▸ Problem to work on: Your answer must be an exact copy of all the entries.
Data excerpts START
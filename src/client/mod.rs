//! REST client for the element controller
//!
//! A thin connection wrapper over the controller's Redfish/Swordfish
//! service plus the payload types the commands exchange with it.

pub mod connection;
pub mod model;

pub use connection::{ApiResponse, Connection, ServerArgs};
pub use model::{
    EventRecord, MetricReport, MetricReportDefinition, MetricValue, ODataRef, ResourceCollection,
    ResourceId, Wildcard,
};

/// Base path of the storage service on the element controller.
pub const STORAGE_SERVICE: &str = "/redfish/v1/StorageServices/NNF";

/// Base path of the event service.
pub const EVENT_SERVICE: &str = "/redfish/v1/EventService";

/// Base path of the telemetry service.
pub const TELEMETRY_SERVICE: &str = "/redfish/v1/TelemetryService";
Data excerpts END
▸ Exercise response:
filename src/client/mod.rs
//! REST client for the element controller
//!
//! A thin connection wrapper over the controller's Redfish/Swordfish
//! service plus the payload types the commands exchange with it.

pub mod connection;
pub mod model;

pub use connection::{ApiResponse, Connection, ServerArgs};
pub use model::{
    EventRecord, MetricReport, MetricReportDefinition, MetricValue, ODataRef, ResourceCollection,
    ResourceId, Wildcard,
};

/// Base path of the storage service on the element controller.
pub const STORAGE_SERVICE: &str = "/redfish/v1/StorageServices/NNF";

/// Base path of the event service.
pub const EVENT_SERVICE: &str = "/redfish/v1/EventService";

/// Base path of the telemetry service.
pub const TELEMETRY_SERVICE: &str = "/redfish/v1/TelemetryService";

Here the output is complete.